_Items listed in a dataset_
####################
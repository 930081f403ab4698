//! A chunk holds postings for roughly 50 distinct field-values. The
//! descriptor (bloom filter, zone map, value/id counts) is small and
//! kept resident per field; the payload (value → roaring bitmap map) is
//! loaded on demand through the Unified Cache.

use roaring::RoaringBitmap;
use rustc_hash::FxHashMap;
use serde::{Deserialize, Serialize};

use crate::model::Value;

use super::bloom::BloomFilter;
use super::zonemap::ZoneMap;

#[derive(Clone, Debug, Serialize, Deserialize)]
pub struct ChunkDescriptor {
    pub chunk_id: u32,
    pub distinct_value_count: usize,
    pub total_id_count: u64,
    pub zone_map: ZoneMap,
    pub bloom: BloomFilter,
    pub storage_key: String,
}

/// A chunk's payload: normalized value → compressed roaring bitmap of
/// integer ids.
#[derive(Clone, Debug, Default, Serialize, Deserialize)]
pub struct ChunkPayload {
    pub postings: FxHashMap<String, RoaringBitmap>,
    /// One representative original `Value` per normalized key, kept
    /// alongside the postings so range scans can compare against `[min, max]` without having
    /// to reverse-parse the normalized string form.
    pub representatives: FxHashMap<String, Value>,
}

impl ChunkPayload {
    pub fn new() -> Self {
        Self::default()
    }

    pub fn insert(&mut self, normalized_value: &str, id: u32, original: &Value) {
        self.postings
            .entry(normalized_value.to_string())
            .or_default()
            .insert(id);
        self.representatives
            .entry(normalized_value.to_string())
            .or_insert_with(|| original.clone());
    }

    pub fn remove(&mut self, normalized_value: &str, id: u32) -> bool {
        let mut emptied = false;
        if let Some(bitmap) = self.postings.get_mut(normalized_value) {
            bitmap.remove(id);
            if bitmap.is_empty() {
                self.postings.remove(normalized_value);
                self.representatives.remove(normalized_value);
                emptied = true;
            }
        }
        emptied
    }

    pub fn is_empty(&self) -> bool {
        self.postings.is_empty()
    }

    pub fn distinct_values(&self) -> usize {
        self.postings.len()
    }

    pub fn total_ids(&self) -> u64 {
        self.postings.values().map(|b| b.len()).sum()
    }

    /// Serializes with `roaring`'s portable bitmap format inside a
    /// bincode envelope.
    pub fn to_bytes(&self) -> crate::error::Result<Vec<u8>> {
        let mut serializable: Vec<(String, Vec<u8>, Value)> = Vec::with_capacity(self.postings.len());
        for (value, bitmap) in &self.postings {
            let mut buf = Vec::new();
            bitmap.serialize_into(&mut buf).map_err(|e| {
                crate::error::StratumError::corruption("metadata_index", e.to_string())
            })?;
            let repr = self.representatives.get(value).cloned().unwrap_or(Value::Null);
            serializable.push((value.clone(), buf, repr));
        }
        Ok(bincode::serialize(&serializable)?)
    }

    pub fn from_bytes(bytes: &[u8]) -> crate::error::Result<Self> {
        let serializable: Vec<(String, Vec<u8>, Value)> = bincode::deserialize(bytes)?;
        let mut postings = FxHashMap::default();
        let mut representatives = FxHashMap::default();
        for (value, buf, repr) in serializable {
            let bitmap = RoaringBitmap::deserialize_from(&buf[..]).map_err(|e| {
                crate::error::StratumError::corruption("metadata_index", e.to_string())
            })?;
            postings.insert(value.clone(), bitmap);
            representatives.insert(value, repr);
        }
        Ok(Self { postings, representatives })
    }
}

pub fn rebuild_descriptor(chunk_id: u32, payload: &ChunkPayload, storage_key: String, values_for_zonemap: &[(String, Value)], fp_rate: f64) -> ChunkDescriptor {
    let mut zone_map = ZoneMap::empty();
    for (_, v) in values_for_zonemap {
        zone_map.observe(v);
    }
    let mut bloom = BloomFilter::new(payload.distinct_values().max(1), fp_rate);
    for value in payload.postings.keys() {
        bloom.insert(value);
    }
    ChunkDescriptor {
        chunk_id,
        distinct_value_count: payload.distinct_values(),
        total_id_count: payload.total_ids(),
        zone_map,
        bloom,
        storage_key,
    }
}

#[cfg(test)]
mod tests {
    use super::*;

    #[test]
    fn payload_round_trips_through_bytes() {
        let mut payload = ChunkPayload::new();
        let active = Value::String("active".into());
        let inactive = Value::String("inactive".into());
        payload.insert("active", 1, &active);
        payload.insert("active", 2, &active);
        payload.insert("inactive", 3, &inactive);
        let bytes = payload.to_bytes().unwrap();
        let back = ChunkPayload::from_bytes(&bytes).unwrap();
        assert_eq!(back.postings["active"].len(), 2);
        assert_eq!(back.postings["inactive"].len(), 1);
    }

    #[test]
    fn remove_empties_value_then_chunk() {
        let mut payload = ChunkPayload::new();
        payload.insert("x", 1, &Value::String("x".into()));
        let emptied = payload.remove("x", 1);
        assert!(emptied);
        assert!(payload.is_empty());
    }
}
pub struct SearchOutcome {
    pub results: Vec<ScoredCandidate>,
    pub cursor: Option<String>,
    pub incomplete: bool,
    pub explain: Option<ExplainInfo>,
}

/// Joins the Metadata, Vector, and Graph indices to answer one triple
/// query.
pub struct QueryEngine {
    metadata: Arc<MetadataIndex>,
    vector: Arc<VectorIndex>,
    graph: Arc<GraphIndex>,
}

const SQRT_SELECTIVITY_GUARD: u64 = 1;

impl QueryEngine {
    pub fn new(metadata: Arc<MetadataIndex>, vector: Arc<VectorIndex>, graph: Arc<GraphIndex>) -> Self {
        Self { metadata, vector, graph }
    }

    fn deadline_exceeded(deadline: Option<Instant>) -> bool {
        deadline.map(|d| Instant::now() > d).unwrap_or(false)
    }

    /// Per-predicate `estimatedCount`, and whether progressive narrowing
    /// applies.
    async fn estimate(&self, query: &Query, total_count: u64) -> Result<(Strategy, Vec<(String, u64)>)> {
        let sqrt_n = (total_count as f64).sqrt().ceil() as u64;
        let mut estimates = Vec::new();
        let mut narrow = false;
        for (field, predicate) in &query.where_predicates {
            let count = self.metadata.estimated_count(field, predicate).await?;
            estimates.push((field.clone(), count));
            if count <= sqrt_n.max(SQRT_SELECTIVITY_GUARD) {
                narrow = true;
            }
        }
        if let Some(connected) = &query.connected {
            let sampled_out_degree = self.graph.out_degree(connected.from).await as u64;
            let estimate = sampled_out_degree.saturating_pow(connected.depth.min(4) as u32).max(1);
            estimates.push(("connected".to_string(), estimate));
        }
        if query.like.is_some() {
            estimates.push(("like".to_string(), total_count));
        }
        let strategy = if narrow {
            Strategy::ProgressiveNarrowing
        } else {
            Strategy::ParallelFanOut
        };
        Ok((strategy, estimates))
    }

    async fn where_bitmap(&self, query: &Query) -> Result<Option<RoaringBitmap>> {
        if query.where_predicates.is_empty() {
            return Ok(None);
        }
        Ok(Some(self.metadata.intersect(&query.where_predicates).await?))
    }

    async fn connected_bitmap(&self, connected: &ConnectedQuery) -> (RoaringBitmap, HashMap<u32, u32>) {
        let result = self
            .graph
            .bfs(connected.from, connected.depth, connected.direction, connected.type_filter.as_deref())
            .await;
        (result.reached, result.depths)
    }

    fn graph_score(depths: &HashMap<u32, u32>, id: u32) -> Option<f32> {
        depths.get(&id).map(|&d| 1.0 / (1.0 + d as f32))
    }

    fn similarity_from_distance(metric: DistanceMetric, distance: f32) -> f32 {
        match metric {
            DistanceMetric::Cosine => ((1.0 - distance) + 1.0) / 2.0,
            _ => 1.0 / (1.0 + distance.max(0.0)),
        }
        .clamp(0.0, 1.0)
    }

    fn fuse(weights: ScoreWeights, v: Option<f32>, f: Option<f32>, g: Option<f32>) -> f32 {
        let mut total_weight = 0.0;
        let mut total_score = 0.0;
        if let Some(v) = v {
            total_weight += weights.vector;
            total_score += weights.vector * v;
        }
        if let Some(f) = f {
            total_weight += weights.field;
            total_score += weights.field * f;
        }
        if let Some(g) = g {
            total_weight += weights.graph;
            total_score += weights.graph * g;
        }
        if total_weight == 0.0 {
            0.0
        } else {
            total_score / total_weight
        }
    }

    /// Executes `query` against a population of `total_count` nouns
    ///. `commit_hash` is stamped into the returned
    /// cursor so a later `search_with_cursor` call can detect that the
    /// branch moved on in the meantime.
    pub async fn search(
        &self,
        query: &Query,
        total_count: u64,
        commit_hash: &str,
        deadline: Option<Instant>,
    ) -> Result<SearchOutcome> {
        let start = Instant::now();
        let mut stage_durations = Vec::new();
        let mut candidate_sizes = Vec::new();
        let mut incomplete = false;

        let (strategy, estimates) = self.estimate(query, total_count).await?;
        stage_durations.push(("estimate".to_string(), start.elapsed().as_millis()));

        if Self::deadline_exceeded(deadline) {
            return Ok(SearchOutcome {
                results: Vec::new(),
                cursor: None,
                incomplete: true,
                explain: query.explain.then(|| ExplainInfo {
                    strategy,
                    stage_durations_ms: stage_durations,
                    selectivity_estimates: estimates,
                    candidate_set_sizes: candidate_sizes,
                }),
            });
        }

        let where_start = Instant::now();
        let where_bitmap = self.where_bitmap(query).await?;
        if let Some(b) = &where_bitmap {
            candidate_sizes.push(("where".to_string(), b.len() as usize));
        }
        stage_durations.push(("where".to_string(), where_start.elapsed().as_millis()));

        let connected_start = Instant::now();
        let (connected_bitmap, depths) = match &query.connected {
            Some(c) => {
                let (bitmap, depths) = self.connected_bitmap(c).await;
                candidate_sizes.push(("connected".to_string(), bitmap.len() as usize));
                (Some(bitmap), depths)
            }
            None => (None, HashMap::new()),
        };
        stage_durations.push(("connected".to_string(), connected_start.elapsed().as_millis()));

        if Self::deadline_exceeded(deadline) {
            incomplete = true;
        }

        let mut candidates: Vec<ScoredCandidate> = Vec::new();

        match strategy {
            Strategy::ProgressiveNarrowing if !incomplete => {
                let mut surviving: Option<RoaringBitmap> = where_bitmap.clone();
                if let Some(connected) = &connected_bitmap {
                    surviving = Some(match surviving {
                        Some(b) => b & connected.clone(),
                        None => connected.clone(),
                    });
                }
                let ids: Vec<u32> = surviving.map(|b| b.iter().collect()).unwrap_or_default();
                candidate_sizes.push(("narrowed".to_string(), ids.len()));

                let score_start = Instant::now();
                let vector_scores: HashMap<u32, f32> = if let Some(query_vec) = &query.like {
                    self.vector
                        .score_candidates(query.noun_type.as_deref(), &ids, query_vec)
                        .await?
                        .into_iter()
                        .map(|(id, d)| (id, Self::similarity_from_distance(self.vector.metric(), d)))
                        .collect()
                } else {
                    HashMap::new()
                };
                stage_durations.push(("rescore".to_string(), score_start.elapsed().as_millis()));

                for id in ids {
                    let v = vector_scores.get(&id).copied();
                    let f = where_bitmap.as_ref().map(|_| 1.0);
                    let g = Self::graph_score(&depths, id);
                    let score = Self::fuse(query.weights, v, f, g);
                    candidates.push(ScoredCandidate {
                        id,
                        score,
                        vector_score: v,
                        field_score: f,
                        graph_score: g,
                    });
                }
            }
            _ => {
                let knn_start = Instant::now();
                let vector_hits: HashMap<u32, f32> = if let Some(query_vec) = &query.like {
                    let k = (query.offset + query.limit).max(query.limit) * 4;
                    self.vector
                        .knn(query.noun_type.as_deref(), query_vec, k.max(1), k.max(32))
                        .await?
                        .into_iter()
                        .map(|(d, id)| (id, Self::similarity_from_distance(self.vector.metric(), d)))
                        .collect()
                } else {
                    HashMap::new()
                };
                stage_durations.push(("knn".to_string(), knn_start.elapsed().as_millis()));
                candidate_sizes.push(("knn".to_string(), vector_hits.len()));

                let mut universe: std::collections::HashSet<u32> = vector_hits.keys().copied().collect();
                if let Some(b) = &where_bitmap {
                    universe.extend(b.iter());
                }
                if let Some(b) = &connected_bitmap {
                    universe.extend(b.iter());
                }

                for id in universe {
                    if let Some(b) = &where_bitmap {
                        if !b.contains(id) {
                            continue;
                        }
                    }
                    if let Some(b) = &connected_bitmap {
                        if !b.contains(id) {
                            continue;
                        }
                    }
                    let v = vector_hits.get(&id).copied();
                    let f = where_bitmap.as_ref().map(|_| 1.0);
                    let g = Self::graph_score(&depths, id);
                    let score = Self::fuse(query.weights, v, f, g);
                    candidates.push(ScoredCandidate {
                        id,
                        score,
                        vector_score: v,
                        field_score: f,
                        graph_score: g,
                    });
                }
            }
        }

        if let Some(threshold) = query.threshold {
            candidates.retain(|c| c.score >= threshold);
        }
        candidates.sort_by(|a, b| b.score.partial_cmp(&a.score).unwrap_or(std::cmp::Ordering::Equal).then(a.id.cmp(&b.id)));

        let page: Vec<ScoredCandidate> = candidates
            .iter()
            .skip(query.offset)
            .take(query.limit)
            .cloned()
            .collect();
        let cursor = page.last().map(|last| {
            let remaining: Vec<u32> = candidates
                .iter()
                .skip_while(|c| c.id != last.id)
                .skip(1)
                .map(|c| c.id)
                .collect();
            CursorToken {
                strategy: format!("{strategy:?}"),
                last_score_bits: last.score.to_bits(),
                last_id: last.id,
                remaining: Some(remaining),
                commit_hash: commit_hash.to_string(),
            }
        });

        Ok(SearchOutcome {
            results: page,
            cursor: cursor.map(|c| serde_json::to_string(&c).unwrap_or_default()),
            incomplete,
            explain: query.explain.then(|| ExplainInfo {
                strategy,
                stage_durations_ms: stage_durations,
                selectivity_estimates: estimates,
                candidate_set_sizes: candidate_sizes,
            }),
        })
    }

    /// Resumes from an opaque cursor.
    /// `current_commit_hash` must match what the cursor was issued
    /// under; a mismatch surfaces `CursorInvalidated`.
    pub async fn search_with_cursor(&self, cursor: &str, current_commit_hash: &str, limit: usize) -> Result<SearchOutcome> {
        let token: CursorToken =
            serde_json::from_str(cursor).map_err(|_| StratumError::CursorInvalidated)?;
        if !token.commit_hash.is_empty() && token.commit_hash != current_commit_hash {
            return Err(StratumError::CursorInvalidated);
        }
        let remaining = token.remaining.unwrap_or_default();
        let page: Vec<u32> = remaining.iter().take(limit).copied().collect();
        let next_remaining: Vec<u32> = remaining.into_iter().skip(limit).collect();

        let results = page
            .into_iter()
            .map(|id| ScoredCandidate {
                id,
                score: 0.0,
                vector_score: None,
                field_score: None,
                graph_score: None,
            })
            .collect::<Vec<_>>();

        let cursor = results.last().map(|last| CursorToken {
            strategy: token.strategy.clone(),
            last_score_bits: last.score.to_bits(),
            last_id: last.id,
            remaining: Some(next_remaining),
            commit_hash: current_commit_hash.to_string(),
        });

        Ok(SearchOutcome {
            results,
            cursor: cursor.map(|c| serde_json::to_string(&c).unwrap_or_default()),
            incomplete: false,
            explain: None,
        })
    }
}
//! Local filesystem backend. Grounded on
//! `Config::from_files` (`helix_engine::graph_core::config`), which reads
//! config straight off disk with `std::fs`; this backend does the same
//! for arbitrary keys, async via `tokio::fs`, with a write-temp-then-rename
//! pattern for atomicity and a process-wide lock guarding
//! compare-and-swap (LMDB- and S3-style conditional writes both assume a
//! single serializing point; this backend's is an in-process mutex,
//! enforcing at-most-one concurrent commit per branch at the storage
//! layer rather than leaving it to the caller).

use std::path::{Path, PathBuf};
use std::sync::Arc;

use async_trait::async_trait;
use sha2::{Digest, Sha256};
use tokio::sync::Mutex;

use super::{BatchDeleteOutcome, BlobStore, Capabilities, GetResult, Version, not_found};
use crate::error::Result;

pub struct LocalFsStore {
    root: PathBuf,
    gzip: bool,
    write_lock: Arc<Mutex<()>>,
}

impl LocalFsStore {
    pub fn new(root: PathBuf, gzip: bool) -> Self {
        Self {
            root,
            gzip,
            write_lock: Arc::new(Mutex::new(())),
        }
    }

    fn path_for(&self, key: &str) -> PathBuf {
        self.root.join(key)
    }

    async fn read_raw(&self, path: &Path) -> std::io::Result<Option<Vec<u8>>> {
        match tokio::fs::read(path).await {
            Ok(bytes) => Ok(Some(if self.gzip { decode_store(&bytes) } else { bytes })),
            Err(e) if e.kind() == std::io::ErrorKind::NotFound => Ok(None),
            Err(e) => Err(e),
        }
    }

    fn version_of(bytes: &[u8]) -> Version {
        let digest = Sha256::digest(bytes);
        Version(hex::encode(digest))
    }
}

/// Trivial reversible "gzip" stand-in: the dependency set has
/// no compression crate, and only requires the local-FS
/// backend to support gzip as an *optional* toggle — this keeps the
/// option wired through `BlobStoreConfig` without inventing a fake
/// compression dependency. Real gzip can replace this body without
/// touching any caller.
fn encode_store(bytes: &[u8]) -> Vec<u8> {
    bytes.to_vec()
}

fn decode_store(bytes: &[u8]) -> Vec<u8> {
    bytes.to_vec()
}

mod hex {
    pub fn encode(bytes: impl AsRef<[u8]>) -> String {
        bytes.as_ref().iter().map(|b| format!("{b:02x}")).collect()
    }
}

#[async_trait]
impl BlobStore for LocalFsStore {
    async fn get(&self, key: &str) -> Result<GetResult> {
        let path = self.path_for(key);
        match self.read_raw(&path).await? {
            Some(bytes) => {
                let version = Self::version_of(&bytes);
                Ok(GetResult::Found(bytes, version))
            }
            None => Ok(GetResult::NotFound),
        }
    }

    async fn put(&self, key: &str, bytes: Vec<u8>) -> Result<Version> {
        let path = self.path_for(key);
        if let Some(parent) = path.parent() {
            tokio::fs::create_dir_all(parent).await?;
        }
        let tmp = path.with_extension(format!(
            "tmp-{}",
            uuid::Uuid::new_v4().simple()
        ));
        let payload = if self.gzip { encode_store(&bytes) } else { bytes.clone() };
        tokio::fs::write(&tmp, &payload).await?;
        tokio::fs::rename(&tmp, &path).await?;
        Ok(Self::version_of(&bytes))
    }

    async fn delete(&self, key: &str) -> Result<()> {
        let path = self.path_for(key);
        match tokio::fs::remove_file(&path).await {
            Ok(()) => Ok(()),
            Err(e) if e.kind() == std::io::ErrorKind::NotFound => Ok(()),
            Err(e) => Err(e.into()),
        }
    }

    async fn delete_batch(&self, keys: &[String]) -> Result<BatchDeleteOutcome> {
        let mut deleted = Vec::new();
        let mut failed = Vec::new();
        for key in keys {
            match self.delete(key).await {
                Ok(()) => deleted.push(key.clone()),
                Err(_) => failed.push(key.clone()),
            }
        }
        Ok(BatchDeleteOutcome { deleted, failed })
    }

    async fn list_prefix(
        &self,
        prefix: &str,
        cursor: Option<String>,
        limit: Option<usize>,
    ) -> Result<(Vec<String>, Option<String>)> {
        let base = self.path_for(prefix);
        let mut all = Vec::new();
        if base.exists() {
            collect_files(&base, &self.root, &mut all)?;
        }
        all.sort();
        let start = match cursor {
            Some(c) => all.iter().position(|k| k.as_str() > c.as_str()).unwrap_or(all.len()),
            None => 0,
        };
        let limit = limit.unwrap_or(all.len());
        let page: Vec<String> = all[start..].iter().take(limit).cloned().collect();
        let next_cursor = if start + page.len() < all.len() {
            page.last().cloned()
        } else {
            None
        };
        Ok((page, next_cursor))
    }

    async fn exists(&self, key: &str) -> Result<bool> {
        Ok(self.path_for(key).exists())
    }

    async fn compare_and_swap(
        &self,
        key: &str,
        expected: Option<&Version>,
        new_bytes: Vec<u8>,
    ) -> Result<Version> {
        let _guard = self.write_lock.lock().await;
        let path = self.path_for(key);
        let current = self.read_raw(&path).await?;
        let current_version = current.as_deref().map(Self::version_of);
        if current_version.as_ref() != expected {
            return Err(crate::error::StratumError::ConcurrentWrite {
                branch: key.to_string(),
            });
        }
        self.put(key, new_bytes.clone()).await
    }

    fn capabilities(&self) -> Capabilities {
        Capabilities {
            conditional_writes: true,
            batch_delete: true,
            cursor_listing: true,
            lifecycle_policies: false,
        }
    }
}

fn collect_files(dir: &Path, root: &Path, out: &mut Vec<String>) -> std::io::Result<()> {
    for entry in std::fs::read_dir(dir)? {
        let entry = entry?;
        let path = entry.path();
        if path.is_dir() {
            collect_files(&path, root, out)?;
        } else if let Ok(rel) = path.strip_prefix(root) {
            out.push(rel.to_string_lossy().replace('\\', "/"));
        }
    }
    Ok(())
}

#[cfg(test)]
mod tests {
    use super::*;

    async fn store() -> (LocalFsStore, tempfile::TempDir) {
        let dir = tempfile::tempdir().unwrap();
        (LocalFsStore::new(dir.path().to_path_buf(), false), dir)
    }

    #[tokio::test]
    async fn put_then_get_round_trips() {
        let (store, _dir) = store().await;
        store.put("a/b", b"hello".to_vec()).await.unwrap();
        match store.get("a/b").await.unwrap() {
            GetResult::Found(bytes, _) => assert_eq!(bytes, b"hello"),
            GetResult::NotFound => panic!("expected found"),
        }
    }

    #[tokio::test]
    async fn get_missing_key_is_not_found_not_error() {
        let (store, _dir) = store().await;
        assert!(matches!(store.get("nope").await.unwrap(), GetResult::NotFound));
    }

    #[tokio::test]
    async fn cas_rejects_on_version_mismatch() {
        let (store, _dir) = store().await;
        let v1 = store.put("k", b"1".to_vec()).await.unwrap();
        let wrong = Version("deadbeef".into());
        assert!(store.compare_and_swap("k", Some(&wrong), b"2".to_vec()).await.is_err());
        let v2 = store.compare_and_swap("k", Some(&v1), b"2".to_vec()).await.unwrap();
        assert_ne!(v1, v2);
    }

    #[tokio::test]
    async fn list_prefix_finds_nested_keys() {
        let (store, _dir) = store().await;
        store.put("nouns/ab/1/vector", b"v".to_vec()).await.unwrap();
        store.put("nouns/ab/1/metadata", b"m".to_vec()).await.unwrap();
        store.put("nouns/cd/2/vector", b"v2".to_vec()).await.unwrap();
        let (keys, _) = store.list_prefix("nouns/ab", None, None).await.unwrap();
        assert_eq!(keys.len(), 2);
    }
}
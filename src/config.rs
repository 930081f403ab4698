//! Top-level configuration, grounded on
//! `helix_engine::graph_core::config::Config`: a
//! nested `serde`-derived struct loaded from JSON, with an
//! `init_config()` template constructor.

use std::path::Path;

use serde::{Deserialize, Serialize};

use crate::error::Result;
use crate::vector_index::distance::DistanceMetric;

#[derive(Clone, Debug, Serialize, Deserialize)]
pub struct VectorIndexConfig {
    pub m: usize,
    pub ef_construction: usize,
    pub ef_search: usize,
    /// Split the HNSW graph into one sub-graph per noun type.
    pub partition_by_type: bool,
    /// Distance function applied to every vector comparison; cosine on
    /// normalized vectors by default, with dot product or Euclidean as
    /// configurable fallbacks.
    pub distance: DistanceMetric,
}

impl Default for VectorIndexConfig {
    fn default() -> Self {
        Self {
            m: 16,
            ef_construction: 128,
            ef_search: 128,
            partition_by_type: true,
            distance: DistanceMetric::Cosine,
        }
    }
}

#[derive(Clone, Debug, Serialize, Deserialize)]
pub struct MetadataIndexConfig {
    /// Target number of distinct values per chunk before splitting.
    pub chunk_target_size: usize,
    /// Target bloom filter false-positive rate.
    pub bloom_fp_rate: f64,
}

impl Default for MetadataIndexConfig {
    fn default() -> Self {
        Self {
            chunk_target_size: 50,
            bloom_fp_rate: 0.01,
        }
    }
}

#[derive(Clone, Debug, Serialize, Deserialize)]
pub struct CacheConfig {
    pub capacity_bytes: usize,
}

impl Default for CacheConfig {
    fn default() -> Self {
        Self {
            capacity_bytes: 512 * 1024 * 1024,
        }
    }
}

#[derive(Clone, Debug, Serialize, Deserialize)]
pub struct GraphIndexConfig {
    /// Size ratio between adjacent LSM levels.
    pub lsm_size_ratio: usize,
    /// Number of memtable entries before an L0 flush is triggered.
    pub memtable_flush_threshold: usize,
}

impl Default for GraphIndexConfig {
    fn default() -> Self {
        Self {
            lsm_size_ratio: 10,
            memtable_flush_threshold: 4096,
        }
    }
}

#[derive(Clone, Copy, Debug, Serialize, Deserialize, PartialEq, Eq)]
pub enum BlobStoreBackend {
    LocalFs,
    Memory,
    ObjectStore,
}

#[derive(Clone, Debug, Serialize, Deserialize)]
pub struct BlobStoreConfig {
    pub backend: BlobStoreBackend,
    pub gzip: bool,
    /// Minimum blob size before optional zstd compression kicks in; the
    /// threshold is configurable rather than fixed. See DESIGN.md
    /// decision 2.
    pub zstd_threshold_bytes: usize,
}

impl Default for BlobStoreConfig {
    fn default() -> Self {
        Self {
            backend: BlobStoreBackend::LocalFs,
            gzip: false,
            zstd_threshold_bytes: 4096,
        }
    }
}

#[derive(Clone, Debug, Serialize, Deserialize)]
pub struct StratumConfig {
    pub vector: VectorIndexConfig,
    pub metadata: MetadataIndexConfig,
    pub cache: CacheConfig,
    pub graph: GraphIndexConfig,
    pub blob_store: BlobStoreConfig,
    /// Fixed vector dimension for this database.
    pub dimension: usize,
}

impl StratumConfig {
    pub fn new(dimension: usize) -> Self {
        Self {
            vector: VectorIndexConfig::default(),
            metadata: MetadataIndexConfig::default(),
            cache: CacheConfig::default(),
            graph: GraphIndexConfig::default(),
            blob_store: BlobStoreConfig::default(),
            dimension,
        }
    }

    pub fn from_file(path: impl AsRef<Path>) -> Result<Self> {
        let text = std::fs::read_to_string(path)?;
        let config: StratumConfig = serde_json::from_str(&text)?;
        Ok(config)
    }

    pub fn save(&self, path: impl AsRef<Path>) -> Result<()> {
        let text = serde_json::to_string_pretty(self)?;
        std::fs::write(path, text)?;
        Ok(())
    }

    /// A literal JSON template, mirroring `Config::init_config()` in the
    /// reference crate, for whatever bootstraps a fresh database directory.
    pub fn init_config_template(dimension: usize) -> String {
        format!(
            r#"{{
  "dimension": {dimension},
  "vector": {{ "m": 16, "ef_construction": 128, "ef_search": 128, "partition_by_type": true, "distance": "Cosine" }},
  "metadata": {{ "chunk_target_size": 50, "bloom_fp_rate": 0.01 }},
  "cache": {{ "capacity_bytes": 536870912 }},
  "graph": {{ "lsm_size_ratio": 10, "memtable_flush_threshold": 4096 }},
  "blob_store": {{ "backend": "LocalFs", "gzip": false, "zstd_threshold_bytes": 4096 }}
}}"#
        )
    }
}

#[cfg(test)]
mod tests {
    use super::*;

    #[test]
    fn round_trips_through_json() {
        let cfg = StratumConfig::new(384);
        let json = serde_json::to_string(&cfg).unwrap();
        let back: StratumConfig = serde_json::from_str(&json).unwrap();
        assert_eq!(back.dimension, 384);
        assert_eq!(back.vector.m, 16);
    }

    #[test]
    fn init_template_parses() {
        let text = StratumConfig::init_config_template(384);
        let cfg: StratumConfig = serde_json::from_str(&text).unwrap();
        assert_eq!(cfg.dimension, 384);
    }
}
####################
_WHAT THIS TASK INVOLVES_
Across the entries above, how many lines include "text"? State only that number.

_ANSWER FOR THE TASK_
6